POLAROID CULTURGEST: 23/1/2004

nos dez minutos antes do início do concerto de Jane Birkin

Um senhor vem à boca de palco falar ao telemóvel, escondido na palma da mão, com um daqueles auriculares com microfone, enquanto as arrumadoras se afadigam a sentar os espectadores nos lugares certos e a corrigir os que se sentaram, de livre e espontânea vontade, nos lugares errados.

À minha frente instala-se um grupo de quatro trintonas acompanhadas por um miúdo dos seus dez anos. Três delas têm um ar de trintonas normais, a quarta (presumo que seja a mãe do miúdo) tem um ar de quem tentou não destoar do ambiente discreto da Culturgest e falhou rotundamente. É a que mais fala de todas: espanta-se por a sala estar quase esgotada e por haver tanta gente que ainda gosta da cultura francesa; pergunta se Vanessa Paradis ainda é casada com Johnny Deep (sic) e se casou com ele depois de ter vivido com Roman Polanski, não, a Sophie Marceau é que é casada com o Polanski (não é; está separada de Andrzej Zulawski, não faz mal, penso eu, afinal são os dois polacos e ela apanhou a terminação, enquanto luto para não a mandar calar); pergunta o que é feito de Johnny Hallyday, diz que alugou o "Chocolate" no video-clube e adorou (como é possível, um filme tão insosso), e que alugou a "Amélie" e gostou imenso mas que a irmã achou uma seca; pergunta às outras, que conversam entre si discretamente e sem chamar a atenção, se viram o "Gosto dos Outros"; ignora o rapazinho, que está sentado, afundado, na cadeira.
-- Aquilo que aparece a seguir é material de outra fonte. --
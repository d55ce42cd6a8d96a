//! # Document Model
//!
//! What both stores persist and how a conditional commit is described.
//!
//! ## Anatomy of a Commit
//! ```text
//! ┌─────────────────────────────────────────────────────────────────────────┐
//! │  Commit                                                                 │
//! │  ├── preconditions   "products/p1 is still at version 7"                │
//! │  │                   "counters/sales is still at version 41"            │
//! │  │                   "clients/c9 is still at version 3"                 │
//! │  │                                                                      │
//! │  └── writes          Update products/p1 { stock: 2 }                    │
//! │                      Set    counters/sales { value: 42 }                │
//! │                      Set    sales/<uuid> { ... }                        │
//! │                      Update clients/c9 { debt: 35.5 }                   │
//! │                                                                         │
//! │  Either every precondition holds and every write lands,                 │
//! │  or nothing is written and the store returns Conflict.                  │
//! └─────────────────────────────────────────────────────────────────────────┘
//! ```

use std::fmt;
use std::str::FromStr;
use std::sync::Arc;

use serde::de::DeserializeOwned;
use serde::{Deserialize, Serialize};
use serde_json::{Map, Value};

use crate::error::{StoreError, StoreResult};

// =============================================================================
// Collection
// =============================================================================

/// Logical table.
#[derive(Debug, Clone, Copy, PartialEq, Eq, Hash, PartialOrd, Ord, Serialize, Deserialize)]
#[serde(rename_all = "snake_case")]
pub enum Collection {
    Products,
    Categories,
    Sales,
    Clients,
    Suppliers,
    Expenses,
    Config,
    ClientPayments,
    Counters,
}

impl Collection {
    pub const ALL: [Collection; 9] = [
        Collection::Products,
        Collection::Categories,
        Collection::Sales,
        Collection::Clients,
        Collection::Suppliers,
        Collection::Expenses,
        Collection::Config,
        Collection::ClientPayments,
        Collection::Counters,
    ];

    pub const fn as_str(&self) -> &'static str {
        match self {
            Collection::Products => "products",
            Collection::Categories => "categories",
            Collection::Sales => "sales",
            Collection::Clients => "clients",
            Collection::Suppliers => "suppliers",
            Collection::Expenses => "expenses",
            Collection::Config => "config",
            Collection::ClientPayments => "client_payments",
            Collection::Counters => "counters",
        }
    }
}

impl fmt::Display for Collection {
    fn fmt(&self, f: &mut fmt::Formatter<'_>) -> fmt::Result {
        f.write_str(self.as_str())
    }
}

impl FromStr for Collection {
    type Err = StoreError;

    fn from_str(s: &str) -> Result<Self, Self::Err> {
        Collection::ALL
            .into_iter()
            .find(|c| c.as_str() == s)
            .ok_or_else(|| StoreError::Internal(format!("unknown collection: {s}")))
    }
}

/// Id of the singleton config document.
pub const CONFIG_DOC_ID: &str = "main";

/// Id of the sale number counter.
pub const SALES_COUNTER_ID: &str = "sales";

// =============================================================================
// Document
// =============================================================================

/// A stored record.
#[derive(Debug, Clone, PartialEq, Serialize, Deserialize)]
pub struct Document {
    pub id: String,
    /// Starts at 1, increases by one on every write.
    pub version: u64,
    pub data: Map<String, Value>,
}

impl Document {
    /// Decodes the body into a typed record.
    ///
    /// The document id is injected as `id` when the body lacks one.
    pub fn decode<T: DeserializeOwned>(&self) -> StoreResult<T> {
        let mut data = self.data.clone();
        data.entry("id")
            .or_insert_with(|| Value::String(self.id.clone()));
        Ok(serde_json::from_value(Value::Object(data))?)
    }
}

/// Full current contents of a collection, shared between subscribers.
pub type Snapshot = Arc<Vec<Document>>;

/// Decodes every document, skipping (and reporting) the ones that fail.
pub fn decode_all<T: DeserializeOwned>(docs: &[Document]) -> (Vec<T>, Vec<(String, StoreError)>) {
    let mut ok = Vec::with_capacity(docs.len());
    let mut failed = Vec::new();
    for doc in docs {
        match doc.decode() {
            Ok(record) => ok.push(record),
            Err(e) => failed.push((doc.id.clone(), e)),
        }
    }
    (ok, failed)
}

// =============================================================================
// Writes
// =============================================================================

/// One write inside a commit.
#[derive(Debug, Clone, PartialEq)]
pub enum WriteOp {
    /// Create or replace the whole body.
    Set {
        collection: Collection,
        id: String,
        data: Map<String, Value>,
    },
    /// Shallow-merge fields into an existing document. Fails the commit with
    /// `NotFound` if the document does not exist.
    Update {
        collection: Collection,
        id: String,
        fields: Map<String, Value>,
    },
    /// Remove the document. Deleting a missing document is not an error.
    Delete { collection: Collection, id: String },
}

impl WriteOp {
    pub fn collection(&self) -> Collection {
        match self {
            WriteOp::Set { collection, .. }
            | WriteOp::Update { collection, .. }
            | WriteOp::Delete { collection, .. } => *collection,
        }
    }

    pub fn id(&self) -> &str {
        match self {
            WriteOp::Set { id, .. } | WriteOp::Update { id, .. } | WriteOp::Delete { id, .. } => id,
        }
    }
}

// =============================================================================
// Preconditions
// =============================================================================

/// What a document must look like for a commit to proceed.
#[derive(Debug, Clone, Copy, PartialEq, Eq)]
pub enum Expected {
    /// Exists and is still at this version.
    Version(u64),
    /// Still does not exist.
    Absent,
}

#[derive(Debug, Clone, PartialEq, Eq)]
pub struct Precondition {
    pub collection: Collection,
    pub id: String,
    pub expected: Expected,
}

impl Precondition {
    /// Captures the state of a document as it was read.
    pub fn from_read(collection: Collection, id: impl Into<String>, read: Option<&Document>) -> Self {
        Self {
            collection,
            id: id.into(),
            expected: match read {
                Some(doc) => Expected::Version(doc.version),
                None => Expected::Absent,
            },
        }
    }

    /// True if a document currently at `current` version satisfies this.
    pub fn holds(&self, current: Option<u64>) -> bool {
        match (self.expected, current) {
            (Expected::Version(expected), Some(actual)) => expected == actual,
            (Expected::Absent, None) => true,
            _ => false,
        }
    }

    pub(crate) fn conflict(&self) -> StoreError {
        StoreError::Conflict {
            collection: self.collection.to_string(),
            id: self.id.clone(),
        }
    }
}

// =============================================================================
// Commit
// =============================================================================

/// An atomic unit of work.
#[derive(Debug, Clone, Default, PartialEq)]
pub struct Commit {
    pub preconditions: Vec<Precondition>,
    pub writes: Vec<WriteOp>,
}

impl Commit {
    pub fn new() -> Self {
        Self::default()
    }

    pub fn require(mut self, precondition: Precondition) -> Self {
        self.preconditions.push(precondition);
        self
    }

    pub fn set(mut self, collection: Collection, id: impl Into<String>, data: Map<String, Value>) -> Self {
        self.writes.push(WriteOp::Set {
            collection,
            id: id.into(),
            data,
        });
        self
    }

    pub fn update(mut self, collection: Collection, id: impl Into<String>, fields: Map<String, Value>) -> Self {
        self.writes.push(WriteOp::Update {
            collection,
            id: id.into(),
            fields,
        });
        self
    }

    pub fn delete(mut self, collection: Collection, id: impl Into<String>) -> Self {
        self.writes.push(WriteOp::Delete {
            collection,
            id: id.into(),
        });
        self
    }

    #[inline]
    pub fn is_empty(&self) -> bool {
        self.writes.is_empty()
    }

    /// Distinct collections written by this commit, sorted.
    pub fn collections(&self) -> Vec<Collection> {
        let mut out: Vec<Collection> = self.writes.iter().map(WriteOp::collection).collect();
        out.sort();
        out.dedup();
        out
    }
}

/// Outcome of a successful commit.
#[derive(Debug, Clone, PartialEq, Eq)]
pub struct CommitReceipt {
    pub writes: usize,
    pub collections: Vec<Collection>,
}

/// Serializes a record into a document body.
pub fn to_body<T: Serialize>(record: &T) -> StoreResult<Map<String, Value>> {
    Ok(mercado_core::document::to_document(record)?)
}
//! # Engine Error Type
//!
//! One error type for every mutating operation, split along the lines the
//! caller acts on.
//!
//! ```text
//! ┌─────────────────────────────────────────────────────────────────────────┐
//! │  Variant       Cause                               Caller reaction      │
//! │  ───────────   ─────────────────────────────────   ──────────────────   │
//! │  Validation    malformed input, nothing touched     fix the form         │
//! │  Policy        insufficient stock, protected        show the reason      │
//! │                client, not allowed in this mode                          │
//! │  NotFound      product / client gone                refresh, show reason │
//! │  Conflict      data changed under the commit        retry (retryable)    │
//! │  Unavailable   remote store unreachable             retry later          │
//! │  Store         anything else from the store         report               │
//! └─────────────────────────────────────────────────────────────────────────┘
//! ```
//!
//! `code()` gives a stable machine-readable code, e.g. `INSUFFICIENT_STOCK`.

use mercado_core::{CoreError, ValidationError};
use mercado_store::StoreError;
use mercado_sync::SyncError;
use thiserror::Error;

pub type EngineResult<T> = Result<T, EngineError>;

#[derive(Debug, Error)]
pub enum EngineError {
    #[error(transparent)]
    Validation(#[from] ValidationError),

    /// An expected business condition.
    #[error("{0}")]
    Policy(CoreError),

    #[error("{0}")]
    NotFound(String),

    #[error("{0}")]
    Conflict(StoreError),

    #[error("Store unavailable: {0}")]
    Unavailable(String),

    #[error(transparent)]
    Store(StoreError),

    #[error(transparent)]
    Sync(SyncError),
}

impl EngineError {
    pub fn policy(err: CoreError) -> Self {
        EngineError::Policy(err)
    }

    pub fn code(&self) -> &'static str {
        match self {
            EngineError::Validation(_) => "VALIDATION_ERROR",
            EngineError::Policy(e) => match e {
                CoreError::InsufficientStock { .. } => "INSUFFICIENT_STOCK",
                CoreError::CreditRequiresClient => "CREDIT_REQUIRES_CLIENT",
                CoreError::ProtectedClient { .. } => "PROTECTED_CLIENT",
                CoreError::PermissionDenied { .. } => "PERMISSION_DENIED",
                CoreError::InvalidPaymentAmount { .. } => "PAYMENT_ERROR",
                CoreError::EmptySale => "EMPTY_SALE",
                CoreError::DemoOnly { .. } => "DEMO_ONLY",
                _ => "BUSINESS_LOGIC",
            },
            EngineError::NotFound(_) => "NOT_FOUND",
            EngineError::Conflict(_) => "CONFLICT",
            EngineError::Unavailable(_) => "UNAVAILABLE",
            EngineError::Store(StoreError::BatchTooLarge { .. }) => "BATCH_TOO_LARGE",
            EngineError::Store(_) => "STORE_ERROR",
            EngineError::Sync(_) => "SESSION_ERROR",
        }
    }

    /// Conflicts and outages may succeed if the whole operation runs again.
    pub fn is_retryable(&self) -> bool {
        matches!(self, EngineError::Conflict(_) | EngineError::Unavailable(_))
    }

    pub fn is_not_found(&self) -> bool {
        matches!(self, EngineError::NotFound(_))
    }
}

impl From<CoreError> for EngineError {
    fn from(err: CoreError) -> Self {
        match err {
            CoreError::Validation(e) => EngineError::Validation(e),
            CoreError::ProductNotFound(_) | CoreError::ClientNotFound(_) => {
                EngineError::NotFound(err.to_string())
            }
            other => EngineError::Policy(other),
        }
    }
}

impl From<StoreError> for EngineError {
    fn from(err: StoreError) -> Self {
        match err {
            StoreError::Conflict { .. } => EngineError::Conflict(err),
            StoreError::Unavailable(msg) => EngineError::Unavailable(msg),
            StoreError::NotFound { .. } => EngineError::NotFound(err.to_string()),
            other => EngineError::Store(other),
        }
    }
}

impl From<SyncError> for EngineError {
    fn from(err: SyncError) -> Self {
        match err {
            SyncError::Store(e) => e.into(),
            other => EngineError::Sync(other),
        }
    }
}
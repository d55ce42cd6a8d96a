//! Shared fixtures: a signed-in session over either store.

#![allow(dead_code)]

use std::sync::Arc;
use std::time::Duration;

use mercado_core::{AppConfig, Client, Product, Role};
use mercado_engine::Engine;
use mercado_store::{
    get_record, to_body, Collection, Commit, DocumentStore, LocalStore, RemoteConfig, RemoteStore,
    CONFIG_DOC_ID,
};
use mercado_sync::{ChannelSink, EngineSettings, Identity, Notification, SessionContext, SyncController};
use tokio::sync::mpsc::UnboundedReceiver;

#[derive(Debug, Clone, Copy, PartialEq, Eq)]
pub enum Backend {
    Demo,
    Cloud,
}

pub const BOTH: [Backend; 2] = [Backend::Demo, Backend::Cloud];

pub struct Harness {
    pub backend: Backend,
    pub local: Arc<LocalStore>,
    pub remote: RemoteStore,
    pub controller: SyncController,
    pub ctx: SessionContext,
    pub engine: Engine,
    pub notifications: UnboundedReceiver<Notification>,
}

impl Harness {
    /// Seeds `seed` into the backend's store, then signs in.
    pub async fn start(backend: Backend, seed: Commit) -> Self {
        Self::start_with(backend, seed, RemoteConfig::default()).await
    }

    pub async fn start_with(backend: Backend, seed: Commit, remote: RemoteConfig) -> Self {
        Self::open(backend, seed, remote, Role::Owner).await
    }

    /// Like [`Harness::start`], signed in with `role`.
    pub async fn start_as(backend: Backend, seed: Commit, role: Role) -> Self {
        Self::open(backend, seed, RemoteConfig::default(), role).await
    }

    async fn open(backend: Backend, seed: Commit, remote: RemoteConfig, role: Role) -> Self {
        let local = Arc::new(LocalStore::in_memory().await.unwrap());
        let remote = RemoteStore::connect(remote);

        if !seed.is_empty() {
            match backend {
                Backend::Demo => local.commit(seed).await.unwrap(),
                Backend::Cloud => remote.commit(seed).await.unwrap(),
            };
        }

        let (sink, notifications) = ChannelSink::new();
        let controller = SyncController::new(local.clone(), Arc::new(remote.clone()), Arc::new(sink))
            .with_engine_settings(fast_retry());

        let identity = match backend {
            Backend::Demo => Identity {
                role,
                ..Identity::demo("Demo")
            },
            Backend::Cloud => Identity::cloud("user-1", "Dueña", role),
        };
        let ctx = controller.sign_in(identity).await.unwrap();
        let engine = Engine::new(ctx.clone());

        Self {
            backend,
            local,
            remote,
            controller,
            ctx,
            engine,
            notifications,
        }
    }

    /// A second, independent engine over the same store, as another
    /// register would have.
    pub async fn second_register(&self) -> Engine {
        let (sink, _rx) = ChannelSink::new();
        let other = SyncController::new(
            self.local.clone(),
            Arc::new(self.remote.clone()),
            Arc::new(sink),
        )
        .with_engine_settings(fast_retry());
        let identity = match self.backend {
            Backend::Demo => Identity::demo("Caja 2"),
            Backend::Cloud => Identity::cloud("owner-2", "Caja 2", Role::Owner),
        };
        Engine::new(other.sign_in(identity).await.unwrap())
    }

    pub fn store(&self) -> &dyn DocumentStore {
        match self.backend {
            Backend::Demo => self.local.as_ref(),
            Backend::Cloud => &self.remote,
        }
    }

    pub async fn product(&self, id: &str) -> Product {
        get_record(self.store(), Collection::Products, id)
            .await
            .unwrap()
            .unwrap()
    }

    pub async fn client(&self, id: &str) -> Client {
        get_record(self.store(), Collection::Clients, id)
            .await
            .unwrap()
            .unwrap()
    }

    pub async fn count(&self, collection: Collection) -> usize {
        self.store().list(collection).await.unwrap().len()
    }

    /// Drains notifications received so far.
    pub fn drain(&mut self) -> Vec<Notification> {
        let mut out = Vec::new();
        while let Ok(n) = self.notifications.try_recv() {
            out.push(n);
        }
        out
    }
}

pub fn fast_retry() -> EngineSettings {
    EngineSettings {
        max_commit_attempts: 10,
        initial_backoff_ms: 1,
        max_backoff_ms: 10,
    }
}

pub fn product(id: &str, name: &str, price: f64, stock: i64) -> Product {
    Product {
        id: id.to_string(),
        code: format!("C-{id}"),
        name: name.to_string(),
        sale_price: price,
        cost_price: price / 2.0,
        stock,
        ..Product::default()
    }
}

pub fn client(id: &str, name: &str, debt: f64) -> Client {
    Client {
        id: id.to_string(),
        name: name.to_string(),
        debt,
        ..Client::default()
    }
}

/// Seed commit builder.
#[derive(Default)]
pub struct Seed(Commit);

impl Seed {
    pub fn new() -> Self {
        Self::default()
    }

    pub fn product(self, p: Product) -> Self {
        Seed(self.0.set(Collection::Products, p.id.clone(), to_body(&p).unwrap()))
    }

    pub fn client(self, c: Client) -> Self {
        Seed(self.0.set(Collection::Clients, c.id.clone(), to_body(&c).unwrap()))
    }

    pub fn category(self, id: &str, name: &str) -> Self {
        let category = mercado_core::Category {
            id: id.to_string(),
            name: name.to_string(),
            color: "#3b82f6".to_string(),
        };
        Seed(self.0.set(Collection::Categories, id, to_body(&category).unwrap()))
    }

    pub fn config(self, config: AppConfig) -> Self {
        Seed(self.0.set(Collection::Config, CONFIG_DOC_ID, to_body(&config).unwrap()))
    }

    pub fn strict_stock(self) -> Self {
        self.config(AppConfig {
            enable_negative_stock: false,
            ..AppConfig::default()
        })
    }

    pub fn build(self) -> Commit {
        self.0
    }
}

/// Waits until the session cache has moved past `after`.
pub async fn wait_for_cache(ctx: &SessionContext, after: u64) {
    let mut rx = ctx.cache().watch();
    tokio::time::timeout(Duration::from_secs(2), async {
        while *rx.borrow_and_update() <= after {
            if rx.changed().await.is_err() {
                break;
            }
        }
    })
    .await
    .unwrap();
}
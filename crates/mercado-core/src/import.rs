//! # Import Row Coercion
//!
//! The boundary between an untrusted spreadsheet and the typed catalog.
//!
//! ## Pipeline
//! ```text
//! ┌─────────────────────────────────────────────────────────────────────────┐
//! │  headers ──► ColumnMapping::auto_map ──► (user may adjust) ──┐          │
//! │                                                              │          │
//! │  rows: Vec<Vec<Cell>> ───────────────────────────────────────┼──►       │
//! │                                                              ▼          │
//! │                                   ImportRecord::coerce (this module)    │
//! │                                   • blank name   → skipped              │
//! │                                   • bad number   → 0                    │
//! │                                   • negative $   → absolute value       │
//! │                                   • stock        → integer (truncated)  │
//! │                                              │                          │
//! │                                              ▼                          │
//! │                          strict ImportRecord (no Cell past this point)  │
//! └─────────────────────────────────────────────────────────────────────────┘
//! ```
//!
//! Code synthesis and category/product reconciliation need store access and
//! live in the engine's reconciler.

use serde::{Deserialize, Serialize};
use ts_rs::TS;

use crate::error::ValidationError;
use crate::types::{DEFAULT_MIN_STOCK, DEFAULT_UNIT};
use crate::validation::ValidationResult;

// =============================================================================
// Raw Input
// =============================================================================

/// One spreadsheet cell, as handed over by the file parser.
#[derive(Debug, Clone, PartialEq, Default, Serialize, Deserialize, TS)]
#[ts(export)]
#[serde(untagged)]
pub enum Cell {
    Number(f64),
    Text(String),
    #[default]
    Empty,
}

impl Cell {
    /// Trimmed text, or `None` for empty/whitespace cells.
    pub fn as_text(&self) -> Option<String> {
        match self {
            Cell::Text(s) => {
                let s = s.trim();
                (!s.is_empty()).then(|| s.to_string())
            }
            Cell::Number(n) if n.is_finite() => {
                if n.fract() == 0.0 && n.abs() < 1e15 {
                    Some(format!("{}", *n as i64))
                } else {
                    Some(n.to_string())
                }
            }
            _ => None,
        }
    }

    /// Reads the leading number of a cell, ignoring currency symbols and
    /// spaces. Trailing text is dropped: `"1.20 Bs"` is 1.2, `"10 und"` is 10.
    pub fn as_number(&self) -> Option<f64> {
        match self {
            Cell::Number(n) if n.is_finite() => Some(*n),
            Cell::Text(s) => {
                let cleaned: String = s
                    .trim()
                    .chars()
                    .filter(|c| !matches!(c, '$' | '€' | ' ' | '\u{a0}'))
                    .collect();
                leading_number(&cleaned)
            }
            _ => None,
        }
    }
}

/// Longest prefix of the form `[+-]digits[.digits]`, parsed.
fn leading_number(s: &str) -> Option<f64> {
    let bytes = s.as_bytes();
    let mut end = 0;
    if matches!(bytes.first(), Some(b'+' | b'-')) {
        end += 1;
    }
    let mut seen_dot = false;
    let mut seen_digit = false;
    while let Some(&b) = bytes.get(end) {
        match b {
            b'0'..=b'9' => seen_digit = true,
            b'.' if !seen_dot => seen_dot = true,
            _ => break,
        }
        end += 1;
    }
    if !seen_digit {
        return None;
    }
    s[..end].parse::<f64>().ok().filter(|n| n.is_finite())
}

/// A parsed tabular dataset.
#[derive(Debug, Clone, Default, Serialize, Deserialize, TS)]
#[ts(export)]
pub struct ImportDataset {
    pub headers: Vec<String>,
    pub rows: Vec<Vec<Cell>>,
}

// =============================================================================
// Column Mapping
// =============================================================================

/// Product fields an import column can feed.
#[derive(Debug, Clone, Copy, PartialEq, Eq, Hash, Serialize, Deserialize, TS)]
#[ts(export)]
#[serde(rename_all = "snake_case")]
pub enum ImportField {
    Name,
    SalePrice,
    CostPrice,
    Stock,
    Code,
    Category,
}

impl ImportField {
    /// Matching priority. `Code` and `CostPrice` go first so that headers
    /// such as "codigo producto" or "precio costo" are not taken by `Name`
    /// or `SalePrice`.
    const PRIORITY: [ImportField; 6] = [
        ImportField::Code,
        ImportField::CostPrice,
        ImportField::SalePrice,
        ImportField::Stock,
        ImportField::Category,
        ImportField::Name,
    ];

    fn keywords(self) -> &'static [&'static str] {
        match self {
            ImportField::Name => &["nombre", "producto", "descripcion", "name", "product"],
            ImportField::SalePrice => &["precio", "venta", "pvp", "price", "saleprice"],
            ImportField::CostPrice => &["costo", "compra", "cost"],
            ImportField::Stock => &["stock", "cantidad", "existencia", "quantity"],
            ImportField::Code => &["codigo", "code", "sku", "ref"],
            ImportField::Category => &["categoria", "category", "tipo", "familia"],
        }
    }

    fn matches(self, normalized: &str) -> bool {
        if self == ImportField::SalePrice && normalized.contains("cost") {
            return false;
        }
        self.keywords().iter().any(|k| normalized.contains(k))
    }
}

/// Column index for each product field. Only `name` and `sale_price` are
/// mandatory.
#[derive(Debug, Clone, Default, PartialEq, Eq, Serialize, Deserialize, TS)]
#[ts(export)]
#[serde(default)]
pub struct ColumnMapping {
    pub name: Option<usize>,
    pub sale_price: Option<usize>,
    pub cost_price: Option<usize>,
    pub stock: Option<usize>,
    pub code: Option<usize>,
    pub category: Option<usize>,
}

impl ColumnMapping {
    /// Guesses a mapping from header names (Spanish or English).
    ///
    /// ```rust
    /// use mercado_core::import::ColumnMapping;
    ///
    /// let m = ColumnMapping::auto_map(&["Código", "Descripción", "Precio Venta", "Costo"]);
    /// assert_eq!(m.code, Some(0));
    /// assert_eq!(m.name, Some(1));
    /// assert_eq!(m.sale_price, Some(2));
    /// assert_eq!(m.cost_price, Some(3));
    /// ```
    pub fn auto_map<S: AsRef<str>>(headers: &[S]) -> Self {
        let mut mapping = Self::default();
        for (index, header) in headers.iter().enumerate() {
            let normalized = normalize_header(header.as_ref());
            if normalized.is_empty() {
                continue;
            }
            for field in ImportField::PRIORITY {
                if mapping.get(field).is_none() && field.matches(&normalized) {
                    mapping.set(field, index);
                    break;
                }
            }
        }
        mapping
    }

    pub fn get(&self, field: ImportField) -> Option<usize> {
        match field {
            ImportField::Name => self.name,
            ImportField::SalePrice => self.sale_price,
            ImportField::CostPrice => self.cost_price,
            ImportField::Stock => self.stock,
            ImportField::Code => self.code,
            ImportField::Category => self.category,
        }
    }

    pub fn set(&mut self, field: ImportField, index: usize) {
        let slot = match field {
            ImportField::Name => &mut self.name,
            ImportField::SalePrice => &mut self.sale_price,
            ImportField::CostPrice => &mut self.cost_price,
            ImportField::Stock => &mut self.stock,
            ImportField::Code => &mut self.code,
            ImportField::Category => &mut self.category,
        };
        *slot = Some(index);
    }

    /// Checks that the mandatory columns are mapped.
    pub fn validate(&self) -> ValidationResult<()> {
        if self.name.is_none() {
            return Err(ValidationError::Required {
                field: "name column".to_string(),
            });
        }
        if self.sale_price.is_none() {
            return Err(ValidationError::Required {
                field: "sale_price column".to_string(),
            });
        }
        Ok(())
    }
}

/// Lower-cases, folds Spanish accents and drops everything but `[a-z0-9]`.
fn normalize_header(header: &str) -> String {
    header
        .to_lowercase()
        .chars()
        .map(|c| match c {
            'á' | 'à' | 'ä' | 'â' => 'a',
            'é' | 'è' | 'ë' | 'ê' => 'e',
            'í' | 'ì' | 'ï' | 'î' => 'i',
            'ó' | 'ò' | 'ö' | 'ô' => 'o',
            'ú' | 'ù' | 'ü' | 'û' => 'u',
            'ñ' => 'n',
            other => other,
        })
        .filter(|c| c.is_ascii_alphanumeric())
        .collect()
}

// =============================================================================
// Strict Record
// =============================================================================

/// A validated import row. Everything past the reconciler's boundary works
/// on this type only.
#[derive(Debug, Clone, PartialEq, Serialize, Deserialize, TS)]
#[ts(export)]
pub struct ImportRecord {
    pub name: String,
    pub sale_price: f64,
    pub cost_price: f64,
    pub stock: i64,
    /// `None` when the column is unmapped or the cell is blank.
    pub code: Option<String>,
    /// `None` when the column is unmapped or the cell is blank.
    pub category: Option<String>,
    pub min_stock: i64,
    pub unit: String,
}

impl ImportRecord {
    /// Coerces one row. Returns `None` for rows without a usable name.
    pub fn coerce(row: &[Cell], mapping: &ColumnMapping) -> Option<Self> {
        let cell = |field: ImportField| mapping.get(field).and_then(|i| row.get(i));

        let name = cell(ImportField::Name).and_then(Cell::as_text)?;

        let price = |field: ImportField| {
            cell(field)
                .and_then(Cell::as_number)
                .map(f64::abs)
                .unwrap_or(0.0)
        };

        let stock = cell(ImportField::Stock)
            .and_then(Cell::as_number)
            .map(|n| n.trunc())
            .filter(|n| n.abs() < i64::MAX as f64)
            .map(|n| n as i64)
            .unwrap_or(0);

        Some(Self {
            name,
            sale_price: price(ImportField::SalePrice),
            cost_price: price(ImportField::CostPrice),
            stock,
            code: cell(ImportField::Code).and_then(Cell::as_text),
            category: cell(ImportField::Category).and_then(Cell::as_text),
            min_stock: DEFAULT_MIN_STOCK,
            unit: DEFAULT_UNIT.to_string(),
        })
    }
}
Ao meu lado senta-se um casal com ar de jovem intelectual bloco de esquerda.

Do meu outro lado, na coxia, chega um casal de meia-idade. Ela é uma ruiva de vestido frique, muito maquilhada, que cheira a incenso enjoativo. Ele tem aspecto de bon-vivant a fingir, pele tisnada, casaco de cabedal castanho gasto, e um aroma a álcool que chega à minha cadeira; parece ressonar durante as primeiras duas canções, mas está de olhos bem abertos, e quando sussurra à mulher fá-lo numa voz de baixo-barítono tudo menos discreta, com a rouquidão arrastada de quem bebe muito e fuma ainda mais.

a sala está cheia de fatos e gravatas e vestidos de noite para ouvir Jane Birkin cantar Serge Gainsbourg em toada árabe. O concerto é muito bonito, muito emocional. A audiência desfaz-se em bravos, ensaia timidamente palmas. Há uma ironia qualquer nesta institucionalização da alternativa; o que há vinte e cinco anos era radical chique e provocante hoje é mainstream. Mas é assim que as coisas são.